= Agricultural astrology =

Electional astrology for horticulture

Agricultural astrology, a type of electional astrology for gardening and for horticulture, advises scheduling the planting, cultivating and harvesting of crops based on moon phases and on astrological signs. Agricultural astrology, a pseudoscience, is often referred to as "planting by the signs" because of its reliance on astrological signs for planting, cultivating and harvesting.

The Old Farmer's Almanac regularly features a "planting by the signs" section.

== History ==

Agricultural astrology is one of the oldest forms of astrology. It was probably one of the first use humans made of lunar cycles. Evidence of its practice dates back thousands of years to the ancient peoples of the Nile and Euphrates River valleys. Farmers of these civilizations planted by the Moon's phase and its sign in the zodiac. There is a lack of scientific evidence proving the beneficial effects of astrological gardening. A few studies have been conducted, but "none of this has been conclusively proven or disproved by modern science".

== Other uses ==

Although agricultural astrology is primarily used as a guide for growing crops, it also has been applied to the practice of animal husbandry. For example, agricultural astrology encourages poultry farmers to set up their chicken's eggs to hatch when it is a new moon and in a "fruitful" sign. It claims that chicks hatched during this time grow faster and produce more offspring.

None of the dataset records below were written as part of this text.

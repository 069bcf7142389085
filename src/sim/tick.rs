//! Frame update
//!
//! One ordered pass per call. Kill-queue draining brackets the body,
//! movement precedes collision, and cleanup always runs last.

use glam::DVec2;

use super::ai::FIRE_TRAIL_INTERVAL;
use super::numeric::clamp_finite;
use super::state::SimulationState;
use crate::consts::*;

/// Movement requested for a single frame
#[derive(Debug, Clone, Copy, Default, PartialEq)]
pub struct TickInput {
    /// Joystick direction; length is capped at 1
    pub movement: DVec2,
}

impl TickInput {
    pub fn new(x: f64, y: f64) -> Self {
        Self {
            movement: DVec2::new(x, y),
        }
    }

    /// Non-finite input becomes zero, longer vectors are shortened to unit length
    pub fn sanitized(self) -> Self {
        let movement = if self.movement.is_finite() {
            self.movement.clamp_length_max(1.0)
        } else {
            DVec2::ZERO
        };
        Self { movement }
    }
}

/// Advance the simulation to clock value `now`
pub fn tick(state: &mut SimulationState, input: &TickInput, now: f64) {
    let dt_base = match state.last_update {
        Some(last) => {
            let dt = now - last;
            if dt.is_finite() && dt > 0.0 { dt } else { DEFAULT_DT }
        }
        None => DEFAULT_DT,
    };
    let dt_base = dt_base.clamp(MIN_DT, MAX_DT);
    state.last_update = Some(now);
    state.now = now;
    state.fx_particles_this_frame = 0;

    // Always drained so a paused frame never leaves kills half-applied
    if !state.kill_queue.is_empty() {
        state.process_kill_queue();
    }

    if state.paused {
        return;
    }

    if state.time_warp_active && now > state.time_warp_end {
        state.time_warp_active = false;
    }

    let player_pos = state.player.pos;
    state.nearby_enemies = state
        .enemies
        .iter()
        .filter(|e| !e.dead && e.pos.distance_squared(player_pos) < NEARBY_RANGE * NEARBY_RANGE)
        .count();

    let time_scale = if state.time_warp_active { TIME_WARP_SCALE } else { 1.0 };
    let mut hit_scale = 1.0;
    if state.settings.hit_stop_enabled {
        if now < state.hit_stop_end {
            hit_scale = clamp_finite(state.hit_stop_scale, 0.05, 1.0);
        } else {
            state.hit_stop_scale = 1.0;
        }
    }
    let dt = dt_base * time_scale * hit_scale;

    if let Some(at) = state.player.pending_death_at {
        if now >= at {
            if state.player.stats.health <= 1.0 {
                state.end_run();
            }
            state.player.pending_death_at = None;
        }
    }
    if state.game_over {
        return;
    }

    let input = input.sanitized();
    let moving = move_player(state, input.movement, dt, now);

    auto_fire(state, moving, now);
    periodic_triggers(state, moving, now);

    state.update_enemies(dt, now);
    state.update_orbitals(now);
    state.update_drones(now);
    state.update_ghosts(now);
    state.update_bullet_homing(dt);
    state.update_lightning_aura(dt, now);
    state.update_enemy_bullets(dt, now);

    for b in state.bullets.iter_mut().filter(|b| !b.dead) {
        b.pos += b.vel * dt;
    }

    state.update_hazards(now);
    state.update_exp_orbs(now);

    state.collide_bullets(now);
    state.collide_mines(now);
    state.collide_player(now);

    state.process_kill_queue();
    state.update_particles(dt, now);
    cleanup(state, now);
}

/// Returns whether the player moved this frame
fn move_player(state: &mut SimulationState, movement: DVec2, dt: f64, now: f64) -> bool {
    let moving = movement != DVec2::ZERO;
    let player = &mut state.player;
    let s = &player.stats;

    if moving {
        let mut speed = state.settings.base_player_speed * s.speed_multi;
        if s.momentum_enabled {
            player.current_momentum = (player.current_momentum + dt * 2.0).min(1.0);
            speed *= 1.0 + player.current_momentum * 0.5;
        }
        player.pos += movement * speed * dt;

        if player.stats.fire_trail_enabled && now - player.timers.last_fire_trail > FIRE_TRAIL_INTERVAL {
            player.timers.last_fire_trail = now;
            let pos = player.pos;
            state.create_fire_trail(pos, now);
        }
    } else {
        if s.charge_attack_enabled {
            player.current_charge = (player.current_charge + dt * s.charge_speed).min(s.charge_max_bonus);
        }
        if s.momentum_enabled {
            player.current_momentum = (player.current_momentum - dt * 3.0).max(0.0);
        }
    }

    state.player.was_moving = moving;
    state.player.movement = movement;
    state.camera.pos = state.player.pos;
    moving
}

fn auto_fire(state: &mut SimulationState, moving: bool, now: f64) {
    let s = &state.player.stats;
    let mut interval = s.shoot_interval;
    if moving && s.moving_fire_rate_bonus > 0.0 {
        interval *= 1.0 - s.moving_fire_rate_bonus;
    }
    if s.berserker_mode && s.raw_hp_ratio() < s.berserker_threshold {
        interval *= 0.5;
    }

    if now - state.player.timers.last_shoot > interval && !state.enemies.is_empty() {
        state.shoot(now);
        state.player.timers.last_shoot = now;
    }
}

/// Regen, mines, meteors, black hole and streak decay, each on its own timer
fn periodic_triggers(state: &mut SimulationState, moving: bool, now: f64) {
    let s = &state.player.stats;
    let mut regen = s.regen_rate;
    let recently_hit = state.player.last_damage_time.is_some_and(|t| now - t < 5.0);
    if s.combat_regen_boost && recently_hit {
        regen *= 3.0;
    }
    if s.emergency_heal_active && s.raw_hp_ratio() < 0.25 {
        regen += s.max_health * 0.05;
    }
    if regen > 0.0 && now - state.player.timers.last_regen > 1.0 {
        state.heal(regen);
        state.player.timers.last_regen = now;
    }

    let s = &state.player.stats;
    if s.mine_drop_enabled && moving && now - state.player.timers.last_mine > s.mine_drop_interval {
        let pos = state.player.pos;
        state.drop_mine(pos, now);
        state.player.timers.last_mine = now;
    }

    let s = &state.player.stats;
    if s.meteor_enabled && now - state.player.timers.last_meteor > s.meteor_interval {
        for _ in 0..s.meteor_count {
            state.summon_meteor(now);
        }
        state.player.timers.last_meteor = now;
    }

    if state.player.stats.black_hole_ability && now - state.player.timers.last_black_hole > 15.0 {
        let pos = state.player.pos;
        state.create_black_hole(pos, now, false);
        state.player.timers.last_black_hole = now;
    }

    let player = &mut state.player;
    if player.stats.kill_streak_enabled && now - player.last_kill_time > 3.0 {
        player.kill_streak = player.kill_streak.saturating_sub(1);
    }
}

/// Swap-remove every element matching `expired`, walking indices high to low
pub fn sweep<T>(items: &mut Vec<T>, expired: impl Fn(&T) -> bool) {
    for i in (0..items.len()).rev() {
        if expired(&items[i]) {
            items.swap_remove(i);
        }
    }
}

fn cleanup(state: &mut SimulationState, now: f64) {
    sweep(&mut state.enemies, |e| e.is_expired());
    sweep(&mut state.bullets, |b| b.dead);
    sweep(&mut state.enemy_bullets, |b| b.dead);
    sweep(&mut state.exp_orbs, |o| o.dead);
    sweep(&mut state.mines, |m| m.dead);
    sweep(&mut state.fire_trails, |f| f.dead);
    sweep(&mut state.meteor_warnings, |m| m.dead);
    sweep(&mut state.black_holes, |b| b.dead);
    sweep(&mut state.poison_clouds, |p| p.dead);
    sweep(&mut state.particles, |p| p.dead);
    sweep(&mut state.effects, |e| now >= e.end);
}

#[cfg(test)]
mod tests {
    use super::*;
    use crate::Settings;
    use crate::sim::director::spawn_enemy_at;
    use crate::sim::entities::EnemyKind;
    use proptest::prelude::*;

    const FRAME: f64 = 1.0 / 60.0;

    fn new_state(seed: u64) -> SimulationState {
        SimulationState::new(seed, Settings::default(), 0.0)
    }

    fn run(state: &mut SimulationState, frames: usize) {
        for f in 0..frames {
            let t = f as f64 * FRAME;
            let input = TickInput::new((t * 0.7).cos(), (t * 0.7).sin());
            state.advance(&input, t);
            while state.leveling_up {
                state.select_skill(0);
            }
        }
    }

    #[test]
    fn test_first_frame_uses_default_dt() {
        let mut state = new_state(1);
        tick(&mut state, &TickInput::new(1.0, 0.0), 1.0);
        assert!((state.player.pos.x - 3.2).abs() < 1e-9);
        assert_eq!(state.camera.pos, state.player.pos);
        assert!(state.player.was_moving);
    }

    #[test]
    fn test_long_frame_is_clamped() {
        let mut state = new_state(1);
        tick(&mut state, &TickInput::new(1.0, 0.0), 0.0);
        tick(&mut state, &TickInput::new(1.0, 0.0), 1.0);
        // 3.2 then 200 * 0.05
        assert!((state.player.pos.x - 13.2).abs() < 1e-9);
    }

    #[test]
    fn test_input_sanitized() {
        assert_eq!(TickInput::new(f64::NAN, 1.0).sanitized().movement, DVec2::ZERO);
        let clamped = TickInput::new(3.0, 4.0).sanitized().movement;
        assert!((clamped.length() - 1.0).abs() < 1e-9);
        assert_eq!(TickInput::new(0.5, 0.0).sanitized().movement, DVec2::new(0.5, 0.0));
    }

    #[test]
    fn test_sweep_removes_matching() {
        let mut items = vec![1, 2, 3, 4, 5];
        sweep(&mut items, |x| x % 2 == 0);
        items.sort();
        assert_eq!(items, vec![1, 3, 5]);
    }

    #[test]
    fn test_kill_queue_drains_while_paused() {
        let mut state = new_state(2);
        let i = spawn_enemy_at(&mut state, EnemyKind::Grunt, DVec2::new(200.0, 0.0), 0.0, false);
        state.enemies[i].dead = true;
        state.queue_kill(i, 0.0);
        state.paused = true;

        tick(&mut state, &TickInput::default(), 0.1);
        assert!(state.kill_queue.is_empty());
        assert_eq!(state.run_stats.kills, 1);
        // Paused: no cleanup yet
        assert_eq!(state.enemies.len(), 1);
        assert_eq!(state.player.pos, DVec2::ZERO);
    }

    #[test]
    fn test_cleanup_sweeps_expired() {
        let mut state = new_state(2);
        let i = spawn_enemy_at(&mut state, EnemyKind::Grunt, DVec2::new(600.0, 0.0), 0.0, false);
        state.enemies[i].dead = true;
        state.create_bullet(0.0, 0.0);
        state.bullets[0].dead = true;
        state.show_label("BLOCK", 0xffffff, 0.0);

        tick(&mut state, &TickInput::default(), 5.0);
        assert!(state.enemies.is_empty());
        assert!(state.bullets.is_empty());
        assert!(state.effects.is_empty());
    }

    #[test]
    fn test_last_stand_resolves() {
        let mut state = new_state(3);
        state.player.stats.health = 1.0;
        state.player.pending_death_at = Some(5.0);
        tick(&mut state, &TickInput::default(), 4.0);
        assert!(!state.game_over);
        tick(&mut state, &TickInput::default(), 5.0);
        assert!(state.game_over);
        assert!(state.player.pending_death_at.is_none());

        let mut healed = new_state(3);
        healed.player.stats.health = 40.0;
        healed.player.pending_death_at = Some(5.0);
        tick(&mut healed, &TickInput::default(), 5.0);
        assert!(!healed.game_over);
        assert!(healed.player.pending_death_at.is_none());
    }

    #[test]
    fn test_regen_once_per_second() {
        let mut state = new_state(4);
        state.player.stats.health = 50.0;
        state.player.stats.regen_rate = 2.0;
        tick(&mut state, &TickInput::default(), 1.5);
        tick(&mut state, &TickInput::default(), 1.51);
        assert!((state.player.stats.health - 52.0).abs() < 1e-9);
    }

    #[test]
    fn test_charge_builds_while_stationary() {
        let mut state = new_state(4);
        state.player.stats.charge_attack_enabled = true;
        state.player.stats.charge_speed = 1.0;
        state.player.stats.charge_max_bonus = 0.02;
        tick(&mut state, &TickInput::default(), 0.0);
        assert!((state.player.current_charge - 0.016).abs() < 1e-9);
        tick(&mut state, &TickInput::default(), 0.05);
        assert!((state.player.current_charge - 0.02).abs() < 1e-9);
    }

    #[test]
    fn test_auto_fire_needs_enemies() {
        let mut state = new_state(5);
        tick(&mut state, &TickInput::default(), 1.0);
        assert!(state.bullets.is_empty());

        spawn_enemy_at(&mut state, EnemyKind::Tank, DVec2::new(400.0, 0.0), 1.0, false);
        tick(&mut state, &TickInput::default(), 1.02);
        assert_eq!(state.bullets.len(), 1);
        assert_eq!(state.player.timers.last_shoot, 1.02);
    }

    #[test]
    fn test_same_seed_same_run() {
        let mut a = new_state(99);
        let mut b = new_state(99);
        run(&mut a, 900);
        run(&mut b, 900);
        let ja = serde_json::to_string(&a.snapshot()).unwrap();
        let jb = serde_json::to_string(&b.snapshot()).unwrap();
        assert_eq!(ja, jb);
        assert_eq!(a.run_stats.kills, b.run_stats.kills);
    }

    proptest! {
        #[test]
        fn test_arbitrary_input_keeps_player_finite(
            xs in prop::collection::vec((-1e9f64..1e9, -1e9f64..1e9), 1..60)
        ) {
            let mut state = new_state(7);
            for (i, (x, y)) in xs.into_iter().enumerate() {
                tick(&mut state, &TickInput::new(x, y), i as f64 * FRAME);
            }
            prop_assert!(state.player.pos.is_finite());
            prop_assert!(state.player.pos.length() <= 60.0 * 200.0 * MAX_DT + 1e-6);
        }
    }
}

Moon gardeners maintain that not only is science on their side, but also that the results are plain to see. According to the theory, plants that are sown in the few days before a full moon become stronger and more productive. The moon gardeners claim that the gravitational force of the full moon affects the level of groundwater in the soil, just as it does the level of the oceans. The phases of the moon do not correspond to the distance of the Moon's orbit around the Earth, and hence are not indicators of the strength of the Moon's gravitational pull. Instead, apogee and perigee of the Moon's orbit are what determines the Moon's distance to the Earth. Also, the increase in moonlight between the new moon and full moon (waxing phase) are thought to stimulate leaf growth, when the light decreases between the full moon and new moon (waning phase) the plant's energy is then thought to be focused on the roots. Each astrological sign has its own corresponding element (earth, air, fire, water) and the most favorable times for planting above ground leafy crops is said to be when the Moon is in the leaf/water signs (Cancer, Pisces, Scorpio) and the underground root crops when the Moon is in the root/earth signs (Capricorn, Taurus, Virgo).

One sources of this methodology is the annual Farmers' Almanac, which bases its Gardening by the Moon Calendar on the concept of agricultural astrology.